Feet are a natural breeding ground for bacteria and perspiration, even for the most fastidiously clean gentleman. Foot odour is going to happen, at least occasionally, whether you like it or not. To treat the problem, avoids synthetic socks and wear shoes that promote good air circulation (leather is best). Change your shoes and socks regularly, letting them air out between wears, and invest in an antiperspirant. In severe cases, topical or oral antibiotics can be prescribed.
You don’t have to be a marathon runner to experience skin chafing. Chafing is the result of skin rubbing against clothing or other skin, which means prevention requires you to reduce the friction. Wet skin can make chafing worse, so stay dry by applying a powder to the areas that get the most sweaty. You can also lubricate the hot spots with petroleum jelly and similar products. Wear proper fitting, moisture-wicking clothing with smooth seams, particularly when exercising. If chafing is already apparent, gently clean and dry the area and apply a lubricating substance.
It’s not just cyclists and swimmers who have reason to remove body hair. If you’re looking to rid yourself of unsightly fur for good, laser hair removal treatments are your best bet (but note: it only works on dark hair). For less permanent results, try cream hair removers, waxing, or shaving. You can even invest in a specially-designed back shaver with wider blades and a hinged handle that allows you to shave in much the same way you would use a scrub brush to cleanse your back.

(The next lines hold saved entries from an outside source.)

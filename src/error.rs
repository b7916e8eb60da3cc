//! Error types for the connect controller.
//!

use thiserror::Error;

#[derive(Debug, Clone, PartialEq, Error)]
pub enum ControllerError {
    #[error("Malformed worker-config override line '{line}': expected exactly one '='")]
    MalformedOverride { line: String },
    #[error("Configuration error: {0}")]
    Configuration(String),
    #[error("Persistence error for {path}: {reason}")]
    Persistence { path: String, reason: String },
    #[error("Serialization error: {0}")]
    Serialization(String),
    #[error("Orchestrator error: {0}")]
    Orchestrator(String),
    #[error("Topic provisioning error for {topic}: {reason}")]
    TopicProvisioning { topic: String, reason: String },
    #[error("{operation} stopped at connector '{connector}': {reason}")]
    PartialRecoveryFailure {
        operation: String,
        connector: String,
        reason: String,
    },
    #[error("Invalid state: {0}")]
    InvalidState(String),
}

impl ControllerError {
    pub fn malformed_override(line: impl Into<String>) -> Self {
        Self::MalformedOverride { line: line.into() }
    }

    pub fn persistence(path: impl Into<String>, reason: impl std::fmt::Display) -> Self {
        Self::Persistence {
            path: path.into(),
            reason: reason.to_string(),
        }
    }

    pub fn partial_recovery(
        operation: impl Into<String>,
        connector: impl Into<String>,
        reason: impl Into<String>,
    ) -> Self {
        Self::PartialRecoveryFailure {
            operation: operation.into(),
            connector: connector.into(),
            reason: reason.into(),
        }
    }

    /// Whether re-delivering the same event may succeed without operator action.
    #[must_use]
    pub fn is_retryable(&self) -> bool {
        match self {
            Self::Persistence { .. }
            | Self::Orchestrator(_)
            | Self::TopicProvisioning { .. }
            | Self::PartialRecoveryFailure { .. } => true,
            // Operator has to fix the configuration first
            Self::MalformedOverride { .. } | Self::Configuration(_) => false,
            Self::Serialization(_) | Self::InvalidState(_) => false,
        }
    }
}

impl From<serde_json::Error> for ControllerError {
    fn from(error: serde_json::Error) -> Self {
        ControllerError::Serialization(error.to_string())
    }
}

impl From<config::ConfigError> for ControllerError {
    fn from(error: config::ConfigError) -> Self {
        ControllerError::Configuration(error.to_string())
    }
}

pub type ControllerResult<T> = Result<T, ControllerError>;

/// Failure to complete an HTTP exchange with the worker management API.
///
/// A response carrying a non-2xx status is not an `ApiError`; it is returned
/// as a regular [`crate::client::ApiResponse`].
#[derive(Debug, Clone, PartialEq, Eq, Error)]
pub enum ApiError {
    #[error("Worker service unreachable: no endpoint recorded")]
    Unreachable,
    #[error("Transport error: {0}")]
    Transport(String),
}

impl From<reqwest::Error> for ApiError {
    fn from(error: reqwest::Error) -> Self {
        ApiError::Transport(error.to_string())
    }
}
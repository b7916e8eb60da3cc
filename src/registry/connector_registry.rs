use crate::error::ControllerResult;
use crate::persistence::{InMemoryStore, SnapshotStore};
use serde_json::Value;
use std::collections::BTreeMap;
use std::sync::Arc;
use tracing::{debug, info};

/// Connector configuration document, passed verbatim to the worker API
pub type ConnectorConfig = Value;

/// Point-in-time copy of the registry, iterated in connector-name order
pub type RegistrySnapshot = BTreeMap<String, ConnectorConfig>;

/// Keyed store of connector name to connector configuration
///
/// Every mutation persists the whole registry before returning. Single-writer:
/// the controller owns the registry and mutates it one event at a time.
pub struct ConnectorRegistry {
    entries: RegistrySnapshot,
    store: Arc<dyn SnapshotStore<RegistrySnapshot>>,
}

impl std::fmt::Debug for ConnectorRegistry {
    fn fmt(&self, f: &mut std::fmt::Formatter<'_>) -> std::fmt::Result {
        f.debug_struct("ConnectorRegistry")
            .field("connectors", &self.entries.keys().collect::<Vec<_>>())
            .field("store", &self.store.location())
            .finish()
    }
}

impl ConnectorRegistry {
    /// Open the registry, loading previously persisted entries
    pub fn open(store: Arc<dyn SnapshotStore<RegistrySnapshot>>) -> ControllerResult<Self> {
        let entries = store.load()?.unwrap_or_default();
        info!(
            connectors = entries.len(),
            store = %store.location(),
            "Connector registry opened"
        );
        Ok(Self { entries, store })
    }

    /// Registry without durable storage
    pub fn in_memory() -> Self {
        Self {
            entries: RegistrySnapshot::new(),
            store: Arc::new(InMemoryStore::new()),
        }
    }

    /// Insert or silently overwrite the entry for `name`
    ///
    /// The in-memory entries only change once the store accepted the update.
    pub fn put(&mut self, name: impl Into<String>, config: ConnectorConfig) -> ControllerResult<()> {
        let name = name.into();
        debug!(connector = %name, "Recording connector in registry");
        let mut staged = self.entries.clone();
        staged.insert(name, config);
        self.commit(staged)
    }

    /// Remove the entry for `name`, returning the removed configuration
    pub fn remove(&mut self, name: &str) -> ControllerResult<Option<ConnectorConfig>> {
        if !self.entries.contains_key(name) {
            return Ok(None);
        }

        debug!(connector = %name, "Removing connector from registry");
        let mut staged = self.entries.clone();
        let removed = staged.remove(name);
        self.commit(staged)?;
        Ok(removed)
    }

    fn commit(&mut self, staged: RegistrySnapshot) -> ControllerResult<()> {
        self.store.save(&staged)?;
        self.entries = staged;
        Ok(())
    }

    /// Snapshot copy of all entries; later mutations are not observed through it
    pub fn all(&self) -> RegistrySnapshot {
        self.entries.clone()
    }

    pub fn get(&self, name: &str) -> Option<&ConnectorConfig> {
        self.entries.get(name)
    }

    pub fn contains(&self, name: &str) -> bool {
        self.entries.contains_key(name)
    }

    pub fn len(&self) -> usize {
        self.entries.len()
    }

    pub fn is_empty(&self) -> bool {
        self.entries.is_empty()
    }
}
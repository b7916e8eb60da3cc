use super::states::ReconciliationState;
use crate::config::ControllerSettings;
use crate::constants::messages;
use crate::models::BrokerEndpoint;
use serde::{Deserialize, Serialize};
use std::fmt;

/// Broker membership last reported by the topology source
#[derive(Debug, Clone, Default, PartialEq, Eq, Serialize, Deserialize)]
pub struct BrokerTopology {
    pub brokers: Vec<BrokerEndpoint>,
    pub coordinators: Vec<BrokerEndpoint>,
}

impl BrokerTopology {
    pub fn new(mut brokers: Vec<BrokerEndpoint>, mut coordinators: Vec<BrokerEndpoint>) -> Self {
        brokers.sort();
        brokers.dedup();
        coordinators.sort();
        coordinators.dedup();
        Self {
            brokers,
            coordinators,
        }
    }

    /// Comma-joined sorted `host:port` list for `bootstrap.servers`
    pub fn bootstrap_servers(&self) -> String {
        BrokerEndpoint::join_sorted(&self.brokers)
    }
}

/// Externally observed facts the guard conditions are evaluated over
#[derive(Debug, Clone, Default, PartialEq, Serialize, Deserialize)]
pub struct DependencyFacts {
    pub orchestrator_available: bool,
    /// Present while the broker cluster is ready
    pub broker: Option<BrokerTopology>,
    pub settings: Option<ControllerSettings>,
    pub topics_created: bool,
}

/// Why the controller cannot make forward progress
#[derive(Debug, Clone, PartialEq, Eq, Serialize, Deserialize)]
pub enum BlockedReason {
    OrchestratorUnavailable,
    BrokerUnready,
    ConfigUnset,
    TopicsNotCreated,
    InvalidConfiguration(String),
}

impl BlockedReason {
    pub fn message(&self) -> String {
        match self {
            Self::OrchestratorUnavailable => messages::WAITING_FOR_ORCHESTRATOR_RELATION.to_string(),
            Self::BrokerUnready => messages::WAITING_FOR_BROKER.to_string(),
            Self::ConfigUnset => messages::WAITING_FOR_CONFIG.to_string(),
            Self::TopicsNotCreated => messages::WAITING_FOR_TOPICS.to_string(),
            Self::InvalidConfiguration(reason) => format!("Invalid configuration: {reason}"),
        }
    }

    /// Loss of a dependency the running worker service relies on
    pub fn is_dependency_loss(&self) -> bool {
        matches!(self, Self::OrchestratorUnavailable | Self::BrokerUnready)
    }
}

impl fmt::Display for BlockedReason {
    fn fmt(&self, f: &mut fmt::Formatter<'_>) -> fmt::Result {
        write!(f, "{}", self.message())
    }
}

impl DependencyFacts {
    pub fn broker_ready(&self) -> bool {
        self.broker
            .as_ref()
            .is_some_and(|topology| !topology.brokers.is_empty())
    }

    /// Orchestrator and broker both present
    pub fn dependencies_available(&self) -> bool {
        self.orchestrator_available && self.broker_ready()
    }

    /// First unsatisfied guard, `None` when the controller may proceed past Blocked
    pub fn blocked_reason(&self) -> Option<BlockedReason> {
        if !self.orchestrator_available {
            return Some(BlockedReason::OrchestratorUnavailable);
        }
        if !self.broker_ready() {
            return Some(BlockedReason::BrokerUnready);
        }
        match &self.settings {
            Some(settings) if settings.is_set() => {
                if let Err(e) = settings.validate() {
                    return Some(BlockedReason::InvalidConfiguration(e.to_string()));
                }
            }
            _ => return Some(BlockedReason::ConfigUnset),
        }
        if !self.topics_created {
            return Some(BlockedReason::TopicsNotCreated);
        }
        None
    }
}

/// Total transition table of the reconciliation state machine
#[derive(Debug)]
pub struct TransitionGuard;

impl TransitionGuard {
    pub fn can_transition(from: ReconciliationState, to: ReconciliationState) -> bool {
        use ReconciliationState::*;

        matches!(
            (from, to),
            (Blocked, Ready)
                | (Blocked, Unregistering)
                | (Ready, Configuring)
                | (Ready, Blocked)
                | (Configuring, Waiting)
                | (Configuring, Blocked)
                | (Waiting, Active)
                | (Waiting, Reregistering)
                | (Waiting, Configuring)
                | (Waiting, Unregistering)
                | (Waiting, Blocked)
                | (Active, Waiting)
                | (Active, Configuring)
                | (Active, Unregistering)
                | (Active, Blocked)
                | (Unregistering, Reregistering)
                | (Reregistering, Active)
                | (Reregistering, Waiting)
                | (Reregistering, Configuring)
                | (Reregistering, Unregistering)
                | (Reregistering, Blocked)
        )
    }
}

Letting your choppers get yellow is high on the list of don’ts, unless you’re totally cool with ladies recoiling in horror any time you try to go for the kiss. Tooth discolouration can be the result of all kinds of things, from tobacco, to poor hygiene, to disease, to certain foods, to simple genetics. To brighten up your smile, make lifestyle changes like improving your brushing technique, quitting smoking, and avoiding foods and beverages that cause stains. For more advanced treatments, try over-the-counter whitening agents or an in-office whitening procedure.
Maybe you don’t want her to spend the night, in which case amp up the snoring until it reaches comical proportions. But if you’re looking forward to a night of cuddling and breakfast in bed the next morning, you’ve got to get those snores under control. Change up your sleeping position – laying on your back makes you more prone to snoring, so switch to your side. Avoid dehydration and drinking alcohol 4 to 5 hours before sleep. Practice good sleep habits. Open your nasal passages if they’re blocked. Losing weight may also reduce snoring for some people.
You thought dandruff was bad? Now imagine having that everywhere. Luckily, it’s easy to treat. Moisturise from every angle – meaning apply lotions on the outside, and make sure you’re getting enough antioxidants and essential fatty acids in your diet to stimulate your cell’s oil production from the inside. It’s also important to stay hydrated by drinking at least 6 glasses of water per day. If you still find yourself drying out, shorten your showers (long showers wash away your skin’s natural moisturisers) and invest in a humidifier. Exercise can also help keep your skin in top condition by enhancing circulation and blood flow.
Shaving is frequently a recipe for the red, itchy, swollen condition known as razor burn. The most common causes of razor burn are using a dull blade, using hard soap, shaving dry and sensitive skin. To rid yourself of razor burn quickly, apply a cold compress and dab on apple cider vinegar. You can also apply a paste made of aspirin and warm water, soothing aloe vera, moist black teabags, honey, cucumber, a solution of tea tree oil and water, or your breakfast – aka a mix of finely ground oatmeal, plain yoghurt, and honey.